The stock market correction is giving buy-and-hold Tax-Free Savings Account (TFSA) investors an opportunity to acquire top-quality Canadian stocks at attractive prices.
What’s going on?
Investors are concerned that the coronavirus outbreak might trigger a global recession. This is driving funds out of stocks and into safe-haven assets, such as government debt and gold. Yields on U.S. government bonds are now at record lows.
Central banks are cutting interest rates to help offset the potential economic impact. The Bank of Canada recently lowered its target rates by 50 basis points to match a move made by the U.S. Federal Reserve, which makes borrowing cheaper for consumers and businesses.
Those with variable rate loans will see their payments drop, leaving more cash available to spend and support the economy.
A second shock is now hitting the market. Saudi Arabia and Russia failed to come to an agreement on the weekend to control oil output to keep prices stabilized. The price of WTI oil had fallen from US$63 per barrel in January to US$43 at the close of trading last week. At the time of writing, WTI oil is down to US$32 per barrel.
Canadian energy stocks are taking a beating and the sector’s heavy weighting in the TSX Index is putting additional pressure on the Canadian market.
Amid the panic, contrarian investors are starting to see good deals emerge for a dividend-focused TFSA portfolio. Let’s take a look at one top dividend stock that might be an interesting picks right now.

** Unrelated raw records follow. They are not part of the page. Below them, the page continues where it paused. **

//! Main CLI application

use crate::config::find_project_file;
use crate::events::{ConsoleLogger, EventLog, Verbosity};
use crate::project::Project;
use crate::runner::Session;
use crate::tasks::TaskRegistry;
use anyhow::{bail, Context as _};
use clap::{Arg, ArgAction, ArgMatches, Command};
use clap_complete::Shell;
use std::io;
use std::path::PathBuf;
use std::rc::Rc;

/// CLI application
pub struct App {
    /// The clap command
    command: Command,
}

impl App {
    pub fn new() -> Self {
        App {
            command: build_command(),
        }
    }

    /// Run with the process arguments; returns whether the build succeeded
    pub fn run(self) -> anyhow::Result<bool> {
        let matches = self.command.clone().get_matches();
        self.run_matches(&matches)
    }

    fn run_matches(mut self, matches: &ArgMatches) -> anyhow::Result<bool> {
        if let Some(shell) = matches.get_one::<Shell>("completions") {
            let name = self.command.get_name().to_string();
            clap_complete::generate(*shell, &mut self.command, name, &mut io::stdout());
            return Ok(true);
        }

        let verbosity = get_verbosity(matches);
        let path = match matches.get_one::<String>("file") {
            Some(file) => PathBuf::from(file),
            None => find_project_file()?,
        };
        let globals = parse_global_properties(matches)?;

        let mut project = Project::load(&path, globals)
            .with_context(|| format!("failed to load project '{}'", path.display()))?;

        if matches.get_flag("list-targets") {
            for name in project.targets().names() {
                println!("{}", name);
            }
            return Ok(true);
        }

        let targets: Vec<String> = matches
            .get_many::<String>("targets")
            .map(|values| values.cloned().collect())
            .unwrap_or_default();

        let log = EventLog::new().with_sink(Rc::new(ConsoleLogger::new(verbosity)));
        let mut session = Session::new(TaskRegistry::new(), log);
        let summary = session.build(&mut project, &targets);

        tracing::info!(
            succeeded = summary.succeeded,
            warnings = session.log.warning_count(),
            errors = session.log.error_count(),
            "build complete"
        );
        Ok(summary.succeeded)
    }
}

impl Default for App {
    fn default() -> Self {
        Self::new()
    }
}

/// Build the clap command
fn build_command() -> Command {
    Command::new("rbuild")
        .version(env!("CARGO_PKG_VERSION"))
        .about("Evaluate a project description and build its targets")
        .arg(
            Arg::new("file")
                .short('f')
                .long("file")
                .value_name("FILE")
                .help("Path to the rbuild.yml project file"),
        )
        .arg(
            Arg::new("property")
                .short('p')
                .long("property")
                .value_name("NAME=VALUE")
                .help("Set a global property (repeatable)")
                .action(ArgAction::Append),
        )
        .arg(
            Arg::new("quiet")
                .short('q')
                .long("quiet")
                .help("Only print high importance messages, warnings and errors")
                .action(ArgAction::SetTrue),
        )
        .arg(
            Arg::new("silent")
                .short('s')
                .long("silent")
                .help("Print no output")
                .action(ArgAction::SetTrue),
        )
        .arg(
            Arg::new("verbose")
                .short('v')
                .long("verbose")
                .help("Print verbose output")
                .action(ArgAction::SetTrue),
        )
        .arg(
            Arg::new("list-targets")
                .long("list-targets")
                .help("List the project's targets and exit")
                .action(ArgAction::SetTrue),
        )
        .arg(
            Arg::new("completions")
                .long("completions")
                .value_name("SHELL")
                .help("Print a shell completion script and exit")
                .value_parser(clap::value_parser!(Shell)),
        )
        .arg(
            Arg::new("targets")
                .value_name("TARGET")
                .help("Targets to build (default: the project's default targets)")
                .num_args(0..),
        )
}

/// Get verbosity level from matches
fn get_verbosity(matches: &ArgMatches) -> Verbosity {
    if matches.get_flag("silent") {
        Verbosity::Silent
    } else if matches.get_flag("quiet") {
        Verbosity::Quiet
    } else if matches.get_flag("verbose") {
        Verbosity::Verbose
    } else {
        Verbosity::Normal
    }
}

/// Collect `-p NAME=VALUE` pairs in command line order
fn parse_global_properties(matches: &ArgMatches) -> anyhow::Result<Vec<(String, String)>> {
    let mut properties = Vec::new();
    for entry in matches.get_many::<String>("property").into_iter().flatten() {
        let Some((name, value)) = entry.split_once('=') else {
            bail!("invalid property '{}': expected NAME=VALUE", entry);
        };
        let name = name.trim();
        if name.is_empty() {
            bail!("invalid property '{}': empty name", entry);
        }
        properties.push((name.to_string(), value.to_string()));
    }
    Ok(properties)
}

/// Run the CLI application; returns whether the build succeeded
pub fn run() -> anyhow::Result<bool> {
    App::new().run()
}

Toronto-Dominion Bank (TSX:TD) (NYSE:TD) is Canada’s second largest financial institution. The bank is best known for its Canadian personal banking, commercial banking, and wealth management operations, but TD is also a significant player in the retail banking sector in the United States.

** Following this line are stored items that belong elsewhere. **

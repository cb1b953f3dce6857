//! What an expression can see while it is evaluated

use crate::batching::Bucket;
use crate::expression::escape::{escape, unescape};
use crate::expression::reference::MetadataReference;
use crate::project::fs::FileSystem;
use crate::project::item::{ItemStore, TaskItem};
use crate::project::metadata::reserved_value;
use crate::project::property::PropertyTable;
use std::path::Path;

/// Properties that describe the file an element was defined in
pub const THIS_FILE_PROPERTIES: &[&str] = &[
    "ThisFile",
    "ThisFileDirectory",
    "ThisFileFullPath",
    "ThisFileName",
    "ThisFileExtension",
];

/// Read-only view over project state used by expressions and conditions.
///
/// `buckets` is the active batching stack, outermost first.
#[derive(Clone, Copy)]
pub struct EvalContext<'a> {
    pub properties: &'a PropertyTable,
    pub items: &'a ItemStore,
    pub buckets: &'a [Bucket],
    pub current_item: Option<&'a TaskItem>,
    pub project_dir: &'a Path,
    pub this_file: Option<&'a Path>,
    pub fs: &'a dyn FileSystem,
}

impl<'a> EvalContext<'a> {
    pub fn new(
        properties: &'a PropertyTable,
        items: &'a ItemStore,
        project_dir: &'a Path,
        fs: &'a dyn FileSystem,
    ) -> Self {
        Self {
            properties,
            items,
            buckets: &[],
            current_item: None,
            project_dir,
            this_file: None,
            fs,
        }
    }

    pub fn with_item(self, item: &'a TaskItem) -> Self {
        Self {
            current_item: Some(item),
            ..self
        }
    }

    pub fn with_buckets(self, buckets: &'a [Bucket]) -> Self {
        Self { buckets, ..self }
    }

    pub fn with_file(self, file: &'a Path) -> Self {
        Self {
            this_file: Some(file),
            ..self
        }
    }

    /// Escaped property value, or `None` when undefined
    pub fn property(&self, name: &str) -> Option<String> {
        if let Some(value) = self.this_file_property(name) {
            return Some(value);
        }
        self.properties.value(name).map(str::to_string)
    }

    fn this_file_property(&self, name: &str) -> Option<String> {
        let file = self.this_file?;
        let name = THIS_FILE_PROPERTIES
            .iter()
            .find(|p| p.eq_ignore_ascii_case(name))?;
        let text = |s: Option<&std::ffi::OsStr>| {
            s.map(|s| s.to_string_lossy().into_owned())
                .unwrap_or_default()
        };
        let value = match *name {
            "ThisFile" => text(file.file_name()),
            "ThisFileDirectory" => {
                let dir = file
                    .parent()
                    .map(|p| p.to_string_lossy().into_owned())
                    .unwrap_or_default();
                format!("{}/", dir.trim_end_matches('/'))
            }
            "ThisFileFullPath" => file.to_string_lossy().into_owned(),
            "ThisFileName" => text(file.file_stem()),
            "ThisFileExtension" => file
                .extension()
                .map(|e| format!(".{}", e.to_string_lossy()))
                .unwrap_or_default(),
            _ => return None,
        };
        Some(escape(&value))
    }

    /// Items of `item_type` visible here: the innermost bucket holding the
    /// type wins, otherwise the whole project list
    pub fn items_of(&self, item_type: &str) -> Vec<TaskItem> {
        for bucket in self.buckets.iter().rev() {
            if let Some(items) = bucket.items_of(item_type) {
                return items.to_vec();
            }
        }
        self.items.task_items(item_type)
    }

    /// Escaped metadata value of an item, reserved or custom
    pub fn item_metadata(&self, item: &TaskItem, name: &str) -> Option<String> {
        if let Some(value) = reserved_value(
            name,
            &item.item_spec(),
            item.recursive_dir(),
            self.project_dir,
            self.fs,
        ) {
            return Some(escape(&value));
        }
        item.metadata().value(name).map(str::to_string)
    }

    /// Resolve a `%(...)` reference: the current item first, then the
    /// batching stack. Unresolvable references are empty.
    pub fn metadata(&self, reference: &MetadataReference) -> String {
        if let Some(item) = self.current_item {
            if item.item_type().is_empty() || reference.applies_to(item.item_type()) {
                return self.item_metadata(item, &reference.name).unwrap_or_default();
            }
        }
        for bucket in self.buckets.iter().rev() {
            if let Some(value) = bucket.metadata_value(reference) {
                return value.to_string();
            }
        }
        String::new()
    }

    /// Resolve a path (escaped or not) against the project directory
    pub fn resolve_path(&self, path: &str) -> std::path::PathBuf {
        crate::project::fs::resolve(self.project_dir, &unescape(path))
    }
}

#[cfg(test)]
mod tests {
    use super::*;
    use crate::project::fs::DiskFileSystem;
    use crate::project::property::{Property, PropertyKind};

    #[test]
    fn test_this_file_properties() {
        let properties = PropertyTable::new();
        let items = ItemStore::new();
        let file = Path::new("/work/proj/common.yml");
        let ctx = EvalContext::new(&properties, &items, Path::new("/work/proj"), &DiskFileSystem)
            .with_file(file);

        assert_eq!(ctx.property("ThisFile").as_deref(), Some("common.yml"));
        assert_eq!(ctx.property("thisfilename").as_deref(), Some("common"));
        assert_eq!(ctx.property("ThisFileExtension").as_deref(), Some(".yml"));
        assert_eq!(ctx.property("ThisFileDirectory").as_deref(), Some("/work/proj/"));
    }

    #[test]
    fn test_property_lookup() {
        let mut properties = PropertyTable::new();
        properties
            .set(Property::new("Name", "value", PropertyKind::Normal))
            .unwrap();
        let items = ItemStore::new();
        let ctx = EvalContext::new(&properties, &items, Path::new("/"), &DiskFileSystem);
        assert_eq!(ctx.property("NAME").as_deref(), Some("value"));
        assert!(ctx.property("Missing").is_none());
    }

    #[test]
    fn test_current_item_metadata() {
        let properties = PropertyTable::new();
        let items = ItemStore::new();
        let item = TaskItem::new("src/a.cs")
            .with_type("Compile")
            .with_metadata("Culture", "en");
        let ctx = EvalContext::new(&properties, &items, Path::new("/p"), &DiskFileSystem)
            .with_item(&item);

        let culture = MetadataReference {
            item_type: None,
            name: "Culture".to_string(),
        };
        let filename = MetadataReference {
            item_type: Some("Compile".to_string()),
            name: "Filename".to_string(),
        };
        let other = MetadataReference {
            item_type: Some("Resource".to_string()),
            name: "Culture".to_string(),
        };
        assert_eq!(ctx.metadata(&culture), "en");
        assert_eq!(ctx.metadata(&filename), "a");
        assert_eq!(ctx.metadata(&other), "");
    }
}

The U.S. group provides a good hedge against trouble in the Canadian market and earnings can get a nice boost when the American dollar rises against the loonie.

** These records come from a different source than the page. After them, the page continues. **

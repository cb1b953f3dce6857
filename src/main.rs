use std::process;
use tracing_subscriber::EnvFilter;

fn main() {
    tracing_subscriber::fmt()
        .with_env_filter(EnvFilter::from_env("RBUILD_LOG"))
        .with_writer(std::io::stderr)
        .init();

    match rbuild::cli::run() {
        Ok(true) => {}
        Ok(false) => process::exit(1),
        Err(e) => {
            eprintln!("Error: {:#}", e);
            process::exit(1);
        }
    }
}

On the downside, the drop interest rates in the United States through the second half of last year put pressure on net interest margins in the latest quarter — a trend that’s expected to continue after the recent rate cut by the Fed.
In Canada, TD has very limited direct exposure to the energy sector. As a result, the anticipated fallout from the plunge in oil prices shouldn’t impact TD in a meaningful way.
On the housing side, the drop in interest rates in Canada and plunging bond yields are giving TD an opportunity to offer homeowners cheap rates on mortgage renewals and lines of credit.
Falling mortgage rates will also help new home buyers enter the market. TD’s residential housing portfolio is large, so the rate cuts should reduce default threats in the event the economy hits a rough patch.
TD is a very profitable company. The bank earned $3 billion in adjusted net income on fiscal Q1 2020. The board just raised the dividend by 7% and TD remains well capitalized, with a CET1 ratio of 11.7%.
Should you buy TD?
The stock is trading at a very cheap multiple and investors who buy today can pick up a 5% dividend yield. Additional weakness could be on the way, but buy-and-hold income investors get paid well to wait for the volatility to settle down.
Based on historical results, buying TD during a market crash tends to deliver strong long-term returns.